Source: https://www.shmoop.com/unbearable-lightness-of-being/kitsch-symbol.html
To begin, Kundera asserts that kitsch is an aesthetic ideal "in which shit
is denied and everyone acts as though it did not exist" (6.5.4). He's not
just speaking literally here, but about all the bad, disgusting, negative,
violent, depressing things in the world. "Kitsch excludes everything from
its purview which is essentially unacceptable in human existence" (6.5.5).
Kundera then moves on to politics. "Kitsch is the aesthetic ideal of all
politicians and all political parties and movements," he says (6.9.1). He
gives the example of politicians kissing babies as the ultimate kitschy
political move. When Sabina recalls the communist parades of her youth, she remembers
that the parades tricked the participants into celebrating Communism by
pretending they were celebrating life – a hokey, sentimental life embracing
only the positive (see Part 6, Chapter 7).
According to Unbearable Lightness, this is actually not so bad in
itself. The problem comes when you have to deal with totalitarian
kitsch. He explains this in detail, so we'll let him do the talking here:
Those of us who live in a society where various political tendencies exist
side by side and competing influences cancel or limit one another can manage
more or less to escape the kitsch inquisition: the individual can preserve his
individuality. The artist can create unusual works. But whenever a single
political movement corners power, we find ourselves in the realm of
totalitarian kitsch.
When I say "totalitarian," what I mean is that everything that
infringes on kitsch must be banished for life: every display of individualism
(because a deviation from the collective is a spit in the eye of the smiling
brotherhood); every doubt (be-cause anyone who starts doubting details will end
by doubting life itself); all irony (because in the realm of kitsch everything
must be taken quite seriously). (6.9.2-3)
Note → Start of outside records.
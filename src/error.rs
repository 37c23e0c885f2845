//! Error types for EMOS E6016 decoding

use crate::protocol::Stage;
use thiserror::Error;

/// Result type for EMOS E6016 operations
pub type Result<T> = std::result::Result<T, DecodeError>;

/// Error types encountered while decoding an EMOS E6016 transmission
///
/// Every variant aborts the current decode attempt only. No partial
/// reading is ever produced alongside an error.
#[derive(Error, Debug, Clone, PartialEq, Eq)]
pub enum DecodeError {
    /// Not enough identical repeats in the buffer
    #[error("Repeated row not found: need {min_repeats} rows matching over {compare_bits} bits")]
    RowNotFound {
        /// Required number of identical rows
        min_repeats: usize,
        /// Number of leading bits compared
        compare_bits: usize,
    },

    /// Selected row has the wrong bit count
    #[error("Length mismatch: expected {expected} bits, got {actual}")]
    LengthMismatch {
        /// Required bit count
        expected: usize,
        /// Bit count of the selected row
        actual: usize,
    },

    /// Leading bytes are not the device signature
    #[error("Signature mismatch: found {:02x} {:02x} {:02x}", .found[0], .found[1], .found[2])]
    SignatureMismatch {
        /// The three leading bytes as received
        found: [u8; 3],
    },

    /// Additive checksum does not match
    #[error("Integrity failure: checksum byte {expected:#04x}, computed {computed:#04x}")]
    IntegrityFailure {
        /// Checksum byte carried in the frame
        expected: u8,
        /// Checksum computed over the payload
        computed: u8,
    },

    /// Malformed textual bit row
    #[error("Invalid bit string: {0}")]
    InvalidBitString(String),

    /// Insufficient data to build a frame
    #[error("Insufficient data: {0}")]
    InsufficientData(String),
}

impl DecodeError {
    /// Create a new InvalidBitString error
    pub fn invalid_bits(msg: impl Into<String>) -> Self {
        DecodeError::InvalidBitString(msg.into())
    }

    /// Create a new InsufficientData error
    pub fn insufficient_data(msg: impl Into<String>) -> Self {
        DecodeError::InsufficientData(msg.into())
    }

    /// Stable reason code, suitable for logs and counters
    pub fn code(&self) -> &'static str {
        match self {
            DecodeError::RowNotFound { .. } => "row_not_found",
            DecodeError::LengthMismatch { .. } => "length_mismatch",
            DecodeError::SignatureMismatch { .. } => "signature_mismatch",
            DecodeError::IntegrityFailure { .. } => "integrity_failure",
            DecodeError::InvalidBitString(_) => "invalid_bit_string",
            DecodeError::InsufficientData(_) => "insufficient_data",
        }
    }

    /// Numeric abort class used by decoder dispatchers
    ///
    /// `-1` length abort, `-2` early abort, `-3` integrity failure.
    pub fn abort_code(&self) -> i32 {
        match self {
            DecodeError::LengthMismatch { .. } | DecodeError::InsufficientData(_) => -1,
            DecodeError::RowNotFound { .. }
            | DecodeError::SignatureMismatch { .. }
            | DecodeError::InvalidBitString(_) => -2,
            DecodeError::IntegrityFailure { .. } => -3,
        }
    }

    /// Pipeline stage which raised this error
    pub fn stage(&self) -> Stage {
        match self {
            DecodeError::RowNotFound { .. } | DecodeError::InvalidBitString(_) => Stage::Start,
            DecodeError::LengthMismatch { .. }
            | DecodeError::SignatureMismatch { .. }
            | DecodeError::InsufficientData(_) => Stage::RowSelected,
            DecodeError::IntegrityFailure { .. } => Stage::Normalized,
        }
    }
}

#[cfg(test)]
mod tests {
    use super::*;

    #[test]
    fn test_error_display() {
        let err = DecodeError::SignatureMismatch {
            found: [0x55, 0x5a, 0x7d],
        };
        assert_eq!(err.to_string(), "Signature mismatch: found 55 5a 7d");

        let err = DecodeError::IntegrityFailure {
            expected: 0xc7,
            computed: 0xc8,
        };
        assert!(err.to_string().contains("0xc7"));
    }

    #[test]
    fn test_reason_codes_are_distinct() {
        let errors = [
            DecodeError::RowNotFound {
                min_repeats: 3,
                compare_bits: 112,
            },
            DecodeError::LengthMismatch {
                expected: 120,
                actual: 119,
            },
            DecodeError::SignatureMismatch { found: [0; 3] },
            DecodeError::IntegrityFailure {
                expected: 0,
                computed: 1,
            },
        ];
        let mut codes: Vec<_> = errors.iter().map(DecodeError::code).collect();
        codes.dedup();
        assert_eq!(codes.len(), 4);
        assert_eq!(errors[1].abort_code(), -1);
        assert_eq!(errors[2].abort_code(), -2);
        assert_eq!(errors[3].abort_code(), -3);
    }

    #[test]
    fn test_error_stage() {
        let err = DecodeError::IntegrityFailure {
            expected: 0,
            computed: 1,
        };
        assert_eq!(err.stage(), Stage::Normalized);
    }
}
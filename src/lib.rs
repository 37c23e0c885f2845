//! # EMOS E6016 Decoder
//!
//! A Rust library for decoding the 433 MHz transmissions of the EMOS E6016
//! weather station with DCF77 time.
//!
//! The station sends a 120 bit OOK PWM frame, repeated several times with a
//! decrementing counter in the last byte. This library provides:
//!
//! - Bit buffers for demodulated rows, with the textual capture notation
//! - Repeated row selection and frame validation
//! - Polarity normalization and checksum verification
//! - Table-driven field extraction into a typed reading
//! - Structured output records
//!
//! ## Features
//!
//! - `serde`: Enable serialization/deserialization support and JSON records
//!
//! ## Example
//!
//! ```
//! use emos_e6016::{BitBuffer, Decoder};
//!
//! let mut buffer = BitBuffer::parse(
//!     "{120}555a7c006aa560e73f36daff5d38ff/\
//!      {120}555a7c006aa560e73f36daff5d38fe/\
//!      {120}555a7c006aa560e73f36daff5d38fd",
//! )?;
//! let reading = Decoder::new().decode(&mut buffer)?;
//! assert_eq!(reading.humidity, 37);
//! println!("{:.1} C", reading.temperature_c());
//! # Ok::<(), Box<dyn std::error::Error>>(())
//! ```

pub mod core;
pub mod decoder;
pub mod encoding;
pub mod error;
pub mod message;
pub mod output;
pub mod protocol;

pub use crate::core::{BitBuffer, BitRow};
pub use decoder::{Decoder, DecoderBuilder};
pub use error::{DecodeError, Result};
pub use message::{DecodedReading, Dcf77Guess, Frame};
pub use output::{OutputSink, Record};
pub use protocol::{DeviceDescriptor, Stage, EMOS_E6016};

/// EMOS E6016 frame constants
pub mod device {
    /// Model name reported in every record
    pub const MODEL: &str = "EMOS-E6016";

    /// Frame length in bits
    pub const FRAME_BITS: usize = 120;

    /// Frame length in bytes
    pub const FRAME_BYTES: usize = FRAME_BITS / 8;

    /// Model signature as received, before polarity normalization
    pub const SIGNATURE: [u8; 3] = [0x55, 0x5a, 0x7c];

    /// Minimum number of identical rows
    pub const MIN_REPEATS: usize = 3;

    /// Bits compared between repeats; the trailing repeat counter is skipped
    pub const COMPARE_BITS: usize = FRAME_BITS - 8;
}
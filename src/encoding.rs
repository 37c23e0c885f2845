//! Line polarity, checksum and bit extraction for EMOS E6016 frames

use crate::core::BitBuffer;

/// Polarity of the demodulated bitstream
#[derive(Debug, Clone, Copy, PartialEq, Eq)]
#[cfg_attr(feature = "serde", derive(serde::Serialize, serde::Deserialize))]
pub enum Polarity {
    /// Pulse widths map directly onto payload bits
    Normal,
    /// A short pulse carries a logical 1
    Inverted,
}

impl Polarity {
    /// Polarity used by the EMOS E6016 transmitter
    pub fn emos() -> Self {
        Polarity::Inverted
    }

    /// Bring a received buffer to payload polarity, in place
    pub fn normalize(&self, buffer: &mut BitBuffer) {
        if *self == Polarity::Inverted {
            buffer.invert();
        }
    }
}

/// Sum all bytes without truncation
pub fn add_bytes(data: &[u8]) -> u32 {
    data.iter().map(|&b| u32::from(b)).sum()
}

/// Additive checksum: sum of all bytes modulo 256
pub fn checksum8(data: &[u8]) -> u8 {
    (add_bytes(data) & 0xff) as u8
}

/// Read `width` bits (at most 32) starting at bit `start`, MSB-first
///
/// Bit 0 is the most significant bit of `data[0]`. Bits beyond the end
/// of `data` read as zero.
pub fn extract_bits(data: &[u8], start: usize, width: usize) -> u32 {
    debug_assert!(width <= 32);
    (start..start + width).fold(0u32, |acc, pos| {
        let bit = data
            .get(pos / 8)
            .map_or(0, |byte| (byte >> (7 - pos % 8)) & 1);
        (acc << 1) | u32::from(bit)
    })
}

/// Sign-extend the low `width` bits of `value` as two's complement
pub fn sign_extend(value: u32, width: usize) -> i32 {
    if width == 0 || width >= 32 {
        return value as i32;
    }
    let shift = 32 - width as u32;
    ((value << shift) as i32) >> shift
}

#[cfg(test)]
mod tests {
    use super::*;
    use crate::core::BitRow;

    #[test]
    fn test_checksum8_wraps() {
        assert_eq!(checksum8(&[]), 0);
        assert_eq!(checksum8(&[0xff, 0x02]), 0x01);
        assert_eq!(add_bytes(&[0xff, 0x02]), 0x101);
    }

    #[test]
    fn test_checksum_detects_single_bit_flips() {
        let sample = [
            0xaa, 0xa5, 0x83, 0xff, 0x95, 0x5a, 0x9f, 0x18, 0xc0, 0xc9, 0x25, 0x00, 0xa2,
        ];
        assert_eq!(checksum8(&sample), 0xc7);

        let mut prefixes = vec![sample, [0x00; 13], [0xff; 13], [0x80; 13]];
        prefixes.push(std::array::from_fn(|i| i as u8));
        prefixes.push(std::array::from_fn(|i| 0xf0 - (i as u8) * 17));
        // xorshift patterns
        let mut state = 0x2545_f491u32;
        for _ in 0..8 {
            prefixes.push(std::array::from_fn(|_| {
                state ^= state << 13;
                state ^= state >> 17;
                state ^= state << 5;
                state as u8
            }));
        }

        for prefix in prefixes {
            let mut frame = [0u8; 14];
            frame[..13].copy_from_slice(&prefix);
            frame[13] = checksum8(&prefix);
            assert_eq!(checksum8(&frame[..13]), frame[13]);

            for bit in 0..14 * 8 {
                let mut damaged = frame;
                damaged[bit / 8] ^= 0x80 >> (bit % 8);
                assert_ne!(
                    checksum8(&damaged[..13]),
                    damaged[13],
                    "prefix {:02x?} bit {}",
                    prefix,
                    bit
                );
            }
        }
    }

    #[test]
    fn test_extract_bits_across_bytes() {
        let data = [0b1010_1100, 0b0101_0011];
        assert_eq!(extract_bits(&data, 0, 8), 0b1010_1100);
        assert_eq!(extract_bits(&data, 4, 8), 0b1100_0101);
        assert_eq!(extract_bits(&data, 14, 2), 0b11);
        assert_eq!(extract_bits(&data, 14, 4), 0b1100);
    }

    #[test]
    fn test_sign_extend() {
        assert_eq!(sign_extend(0xfff, 12), -1);
        assert_eq!(sign_extend(0x800, 12), -2048);
        assert_eq!(sign_extend(0x7ff, 12), 2047);
        assert_eq!(sign_extend(0x000, 12), 0);
        assert_eq!(sign_extend(0xffce, 12), -50);
    }

    #[test]
    fn test_polarity_normalize() {
        let mut buffer: BitBuffer = [BitRow::from_bytes(&[0x55])].into_iter().collect();
        Polarity::Normal.normalize(&mut buffer);
        assert_eq!(buffer.rows()[0].bytes(), &[0x55]);
        Polarity::emos().normalize(&mut buffer);
        assert_eq!(buffer.rows()[0].bytes(), &[0xaa]);
    }
}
Go back to Sabina's cryptic thought about 200 pages earlier, that "behind
Communism, Fascism, behind all occupations and invasions lurks a more basic,
pervasive evil and that the image of that evil was a parade of people marching
by with raised fists and shouting identical syllables in unison" (3.5.8).
Now we know what that pervasive evil is: totalitarian kitsch.
So how does one fight kitsch? One answer has its roots in the original,
artistic definition of kitsch as sentimental or hokey art. From this
perspective, beauty is the enemy of kitsch. The other answer has its roots in
the political definition of kitsch as forced conformity. In this sense, someone
who insists on individuality is the enemy of kitsch. Sabina, who openly
proclaims "My enemy is kitsch!", manages to do both (6.11.6). Jump to
Sabina's "Character Analysis" to see how she pulls it off…
https://www.shmoop.com/unbearable-lightness-of-being/kitsch-symbol.html
The Religion of Communism Nikolai Berdyaev
Ignorance is Strength-Freedom is Slavery-War is Peace (George Orwell, 1984)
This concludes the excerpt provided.